Pandemic empties India’s Silicon Valley suburbs

BENGALURU: The coronavirus pandemic has transformed India’s Silicon Valley.

The shops are emptying out fast in an upscale suburb of this bustling Indian metropolis, and the once-popular pubs frequented by the young workforce have fallen silent. The interiors of trendy showrooms, eateries and software companies are accumulating dust and rental signs have lined up the hollowed-out commercial hubs.

The residents are calling it a bloodbath on the streets.

Koramangala, a popular haunt among college students and young working professionals in southern Bengaluru city, the IT capital of India, is a mix of luxury apartments, commercial structures, and posh bungalows where many Indian billionaires live. But with months of lockdown forcing businesses to shut and rental dues mounting, companies are downgrading their spaces and moving to cheaper suburbs, leaving the wide tree-lined boulevards eerily empty.

Thousands of students and professionals who worked for IT companies and lived in the area have moved back to their native places to work remotely. Even as much of the Indian economy has reopened, Bengaluru’s professional workforce is returning to work at a much slower pace than those in most other major cities, raising the risk that the city faces a more protracted recovery.

Bengaluru, also known as Bangalore, has been one of the worst-hit cities with nearly 345,000 cases including 4,000 deaths. Nationwide, more than 8.4 million people have been infected and over 125,000 have died.

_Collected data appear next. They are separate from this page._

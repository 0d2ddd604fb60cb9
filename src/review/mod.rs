// src/review/mod.rs
// Review session controller: thin orchestration that walks a human
// reviewer through queued candidate pairs in priority order and drives
// the merge engine on approval. Approvals are applied in presentation
// order; a pair whose records changed underneath it is re-scored, never
// blindly executed.

use log::{info, warn};
use std::sync::Arc;
use thiserror::Error;

use crate::classify::classify;
use crate::config::DedupeConfig;
use crate::matching::{score_pair, MatchingError};
use crate::merge::{MergeEngine, MergeError};
use crate::models::{
    Actor, CandidatePair, DecisionTier, EntityId, MergeDecision, MergeProposal, PairKey,
    PairStatus,
};
use crate::store::{RecordStore, StoreError};

#[derive(Debug, Error)]
pub enum ReviewError {
    #[error("no pending pair {0}")]
    UnknownPair(PairKey),
    #[error("pair {0} is not in a reviewable state")]
    NotPending(PairKey),
    #[error(transparent)]
    Merge(#[from] MergeError),
    #[error(transparent)]
    Store(#[from] StoreError),
    #[error(transparent)]
    Matching(#[from] MatchingError),
}

/// One queued pair plus the reviewer-controlled primary designation.
/// Primary defaults to the lexically-first id; `swap_primary` flips it.
#[derive(Debug, Clone)]
pub struct ReviewItem {
    pub pair: CandidatePair,
    pub primary_id: EntityId,
}

impl ReviewItem {
    fn new(pair: CandidatePair) -> Self {
        let primary_id = pair.key.id_1.clone();
        Self { pair, primary_id }
    }

    pub fn secondary_id(&self) -> EntityId {
        self.pair
            .key
            .other(&self.primary_id)
            .cloned()
            .unwrap_or_else(|| self.pair.key.id_2.clone())
    }
}

/// What an approval actually did.
#[derive(Debug)]
pub enum ApproveOutcome {
    Merged(MergeDecision),
    /// The records changed since classification (an earlier merge
    /// consumed one side); the pair was re-scored and no longer
    /// qualifies for review.
    RescoredBelowThreshold { new_tier: DecisionTier },
}

pub struct ReviewSession {
    store: Arc<dyn RecordStore>,
    engine: Arc<MergeEngine>,
    config: DedupeConfig,
    queue: Vec<ReviewItem>,
    resolved: Vec<CandidatePair>,
}

impl ReviewSession {
    pub fn new(store: Arc<dyn RecordStore>, engine: Arc<MergeEngine>, config: DedupeConfig) -> Self {
        Self {
            store,
            engine,
            config,
            queue: Vec::new(),
            resolved: Vec::new(),
        }
    }

    /// Queue a pair for review. Higher combined confidence sorts first;
    /// ties break on the pair key for a stable presentation order.
    pub fn push(&mut self, pair: CandidatePair) {
        self.queue.push(ReviewItem::new(pair));
        self.queue.sort_by(|a, b| {
            let ca = a.pair.combined_confidence.unwrap_or(0.0);
            let cb = b.pair.combined_confidence.unwrap_or(0.0);
            cb.partial_cmp(&ca)
                .unwrap_or(std::cmp::Ordering::Equal)
                .then_with(|| a.pair.key.cmp(&b.pair.key))
        });
    }

    pub fn pending(&self) -> &[ReviewItem] {
        &self.queue
    }

    pub fn resolved(&self) -> &[CandidatePair] {
        &self.resolved
    }

    fn position_of(&self, key: &PairKey) -> Result<usize, ReviewError> {
        self.queue
            .iter()
            .position(|item| &item.pair.key == key)
            .ok_or_else(|| ReviewError::UnknownPair(key.clone()))
    }

    /// Swap which side of a pair is treated as the primary record.
    pub fn swap_primary(&mut self, key: &PairKey) -> Result<&ReviewItem, ReviewError> {
        let position = self.position_of(key)?;
        let item = &mut self.queue[position];
        let other = item
            .pair
            .key
            .other(&item.primary_id)
            .cloned()
            .ok_or_else(|| ReviewError::UnknownPair(key.clone()))?;
        item.primary_id = other;
        Ok(&self.queue[position])
    }

    /// Preview the merge result for a pending pair without committing.
    pub async fn preview(&self, key: &PairKey) -> Result<MergeProposal, ReviewError> {
        let position = self.position_of(key)?;
        let item = &self.queue[position];
        Ok(self
            .engine
            .propose(&item.primary_id, &item.secondary_id())
            .await?)
    }

    /// Approve a pending pair and execute the merge. When either record
    /// was consumed by an earlier merge in this session, the pair is
    /// re-scored against the current store state first; if it no longer
    /// reaches the review band the merge is not executed.
    pub async fn approve(
        &mut self,
        key: &PairKey,
        actor: Actor,
        force: bool,
    ) -> Result<ApproveOutcome, ReviewError> {
        let position = self.position_of(key)?;
        let mut item = self.queue.remove(position);

        // Re-score when the pair's content may be stale: a record merged
        // away, or a primary that absorbed an earlier secondary.
        let primary_live = self.store.merged_into(&item.primary_id).await?.is_none();
        let secondary_live = self.store.merged_into(&item.secondary_id()).await?.is_none();
        if !primary_live || !secondary_live {
            warn!(
                "Review: pair {} touches a merged-away record, rejecting approval",
                key
            );
            item.pair.status = PairStatus::Rejected;
            self.resolved.push(item.pair.clone());
            return Ok(ApproveOutcome::RescoredBelowThreshold {
                new_tier: DecisionTier::Reject,
            });
        }

        let primary = self.store.get_entity(&item.primary_id).await?;
        let secondary = self.store.get_entity(&item.secondary_id()).await?;
        let report = score_pair(&primary, &secondary, &self.config)?;
        if report.raw_score != item.pair.similarity.raw_score {
            info!(
                "Review: pair {} re-scored {:.1} -> {:.1} against current records",
                key, item.pair.similarity.raw_score, report.raw_score
            );
            item.pair.similarity = report;
            let tier = classify(&mut item.pair, &self.config);
            if tier < DecisionTier::HumanReview {
                item.pair.status = PairStatus::Rejected;
                self.resolved.push(item.pair.clone());
                return Ok(ApproveOutcome::RescoredBelowThreshold { new_tier: tier });
            }
        }

        let proposal = self
            .engine
            .propose(&item.primary_id, &item.secondary_id())
            .await?;
        let decision = self
            .engine
            .execute(
                &proposal,
                item.pair.tier.unwrap_or(DecisionTier::HumanReview),
                item.pair.combined_confidence.unwrap_or(0.0),
                actor,
                force,
            )
            .await?;

        item.pair.status = PairStatus::MergedAfterReview;
        self.resolved.push(item.pair);
        Ok(ApproveOutcome::Merged(decision))
    }

    /// Reject a pending pair: the two records are distinct entities.
    pub fn reject(&mut self, key: &PairKey) -> Result<(), ReviewError> {
        let position = self.position_of(key)?;
        let mut item = self.queue.remove(position);
        item.pair.status = PairStatus::Rejected;
        self.resolved.push(item.pair);
        Ok(())
    }

    /// Defer a pending pair to the back of the queue for a later pass.
    pub fn defer(&mut self, key: &PairKey) -> Result<(), ReviewError> {
        let position = self.position_of(key)?;
        let mut item = self.queue.remove(position);
        item.pair.status = PairStatus::Deferred;
        self.resolved.push(item.pair);
        Ok(())
    }
}

#[cfg(test)]
mod tests {
    use super::*;
    use crate::audit::AuditLedger;
    use crate::models::{EntityRecord, EntityType, EntityTypeSchema};
    use crate::store::MemoryStore;

    async fn session_with(
        records: Vec<EntityRecord>,
    ) -> (Arc<MemoryStore>, Arc<AuditLedger>, ReviewSession) {
        let store = Arc::new(MemoryStore::new());
        store.seed(records).await;
        let ledger = Arc::new(AuditLedger::new());
        let config = DedupeConfig::default();
        let engine = Arc::new(MergeEngine::new(
            store.clone(),
            ledger.clone(),
            vec![
                EntityTypeSchema::default_person(),
                EntityTypeSchema::default_organization(),
            ],
            &config,
        ));
        let session = ReviewSession::new(store.clone(), engine, config);
        (store, ledger, session)
    }

    fn scored_pair(a: &EntityRecord, b: &EntityRecord, config: &DedupeConfig) -> CandidatePair {
        let report = score_pair(a, b, config).unwrap();
        let mut pair = CandidatePair::new(
            PairKey::new(a.id.clone(), b.id.clone()),
            a.entity_type,
            report,
        );
        classify(&mut pair, config);
        pair
    }

    #[tokio::test]
    async fn test_priority_order_is_confidence_descending() {
        let config = DedupeConfig::default();
        let a = EntityRecord::new("a", EntityType::Person).with_text("name", "Tony Powell");
        let b = EntityRecord::new("b", EntityType::Person).with_text("name", "Anthony Powell");
        let c = EntityRecord::new("c", EntityType::Person).with_text("name", "Tony Pawel");
        let (_store, _ledger, mut session) =
            session_with(vec![a.clone(), b.clone(), c.clone()]).await;

        let weak = scored_pair(&a, &c, &config);
        let strong = scored_pair(&a, &b, &config);
        session.push(weak.clone());
        session.push(strong.clone());

        assert_eq!(session.pending()[0].pair.key, strong.key);
        assert_eq!(session.pending()[1].pair.key, weak.key);
    }

    #[tokio::test]
    async fn test_approve_merges_and_resolves() {
        let config = DedupeConfig::default();
        let a = EntityRecord::new("a", EntityType::Person)
            .with_text("name", "Tony Powell")
            .with_text("role", "Clerk");
        let b = EntityRecord::new("b", EntityType::Person).with_text("name", "Anthony Powell");
        let (store, ledger, mut session) = session_with(vec![a.clone(), b.clone()]).await;

        let pair = scored_pair(&a, &b, &config);
        let key = pair.key.clone();
        session.push(pair);

        let outcome = session
            .approve(&key, Actor::Reviewer("ops".to_string()), false)
            .await
            .unwrap();
        assert!(matches!(outcome, ApproveOutcome::Merged(_)));
        assert_eq!(ledger.len(), 1);
        assert_eq!(
            store.merged_into(&b.id).await.unwrap(),
            Some(a.id.clone())
        );
        assert!(session.pending().is_empty());
        assert_eq!(session.resolved()[0].status, PairStatus::MergedAfterReview);
    }

    #[tokio::test]
    async fn test_swap_primary_changes_merge_direction() {
        let config = DedupeConfig::default();
        let a = EntityRecord::new("a", EntityType::Person).with_text("name", "Tony Powell");
        let b = EntityRecord::new("b", EntityType::Person)
            .with_text("name", "Anthony Powell")
            .with_text("role", "Clerk");
        let (store, _ledger, mut session) = session_with(vec![a.clone(), b.clone()]).await;

        let pair = scored_pair(&a, &b, &config);
        let key = pair.key.clone();
        session.push(pair);
        session.swap_primary(&key).unwrap();

        session
            .approve(&key, Actor::Reviewer("ops".to_string()), false)
            .await
            .unwrap();
        // b became the primary; a was merged away.
        assert_eq!(store.merged_into(&a.id).await.unwrap(), Some(b.id.clone()));
    }

    #[tokio::test]
    async fn test_stale_secondary_is_not_blindly_merged() {
        let config = DedupeConfig::default();
        let a = EntityRecord::new("a", EntityType::Person).with_text("name", "Tony Powell");
        let b = EntityRecord::new("b", EntityType::Person).with_text("name", "Anthony Powell");
        let c = EntityRecord::new("c", EntityType::Person).with_text("name", "Tony Powel");
        let (_store, ledger, mut session) =
            session_with(vec![a.clone(), b.clone(), c.clone()]).await;

        let first = scored_pair(&a, &b, &config);
        let second = scored_pair(&c, &b, &config);
        let first_key = first.key.clone();
        let second_key = second.key.clone();
        session.push(first);
        session.push(second);

        session
            .approve(&first_key, Actor::Reviewer("ops".to_string()), false)
            .await
            .unwrap();
        // b is now merged away; approving the second pair must not merge.
        let outcome = session
            .approve(&second_key, Actor::Reviewer("ops".to_string()), false)
            .await
            .unwrap();
        assert!(matches!(
            outcome,
            ApproveOutcome::RescoredBelowThreshold { .. }
        ));
        assert_eq!(ledger.len(), 1);
    }

    #[tokio::test]
    async fn test_reject_and_defer_resolve_without_merging() {
        let config = DedupeConfig::default();
        let a = EntityRecord::new("a", EntityType::Person).with_text("name", "Tony Powell");
        let b = EntityRecord::new("b", EntityType::Person).with_text("name", "Anthony Powell");
        let (_store, ledger, mut session) = session_with(vec![a.clone(), b.clone()]).await;

        let pair = scored_pair(&a, &b, &config);
        let key = pair.key.clone();
        session.push(pair.clone());
        session.reject(&key).unwrap();
        assert_eq!(session.resolved()[0].status, PairStatus::Rejected);

        session.push(pair);
        session.defer(&key).unwrap();
        assert_eq!(session.resolved()[1].status, PairStatus::Deferred);
        assert_eq!(ledger.len(), 0);
    }

    #[tokio::test]
    async fn test_preview_does_not_mutate() {
        let config = DedupeConfig::default();
        let a = EntityRecord::new("a", EntityType::Person).with_text("name", "Tony Powell");
        let b = EntityRecord::new("b", EntityType::Person)
            .with_text("name", "Anthony Powell")
            .with_text("role", "Clerk");
        let (store, ledger, mut session) = session_with(vec![a.clone(), b.clone()]).await;

        let pair = scored_pair(&a, &b, &config);
        let key = pair.key.clone();
        session.push(pair);

        let proposal = session.preview(&key).await.unwrap();
        assert_eq!(proposal.merged.text("role"), Some("Clerk"));
        assert_eq!(ledger.len(), 0);
        assert_eq!(store.merged_into(&b.id).await.unwrap(), None);
        assert_eq!(session.pending().len(), 1);
    }
}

In May, the government announced a $266 billion stimulus package, but consumer demand and manufacturing are yet to recover and the once-thriving shopping districts and commercial hubs are struggling.

Across Bengaluru, the stories are the same of property owners renting out places cheaply or watching them empty out. Some are even losing out on decades-old tenants.

“My good tenant of 17 years, an Italian designer furniture outlet, vacated recently,” said G. Kirankumar, owner of a commercial building in Koramangala.

The situation is bad.

C. R. Janardhana, president of the Federation of Karnataka Chambers of Commerce and Industry, said 15 per cent of the Bengaluru city’s businesses have closed down and 140,000 industries and small and big stores have permanently shut.

He said the city was witnessing a slow recovery after opening up but expected the crisis to remain until the pandemic ends.

“People are not in a position to come out. They want to protect their families,” Janardhana said.

For businessmen like Mir Riyaz, a handicraft seller at a luxury hotel in Bengaluru, decisions were made based on revenues, not health risks.

When the owner of his shop refused a rebate in monthly rentals, Riyaz made a quick calculation and realised he could not afford to pay the money. With uncertainty about the resumption of his business still looming large, he vacated the store.

“I am suffering like many others. Whatever is my fate, I have to face it,” Riyaz said.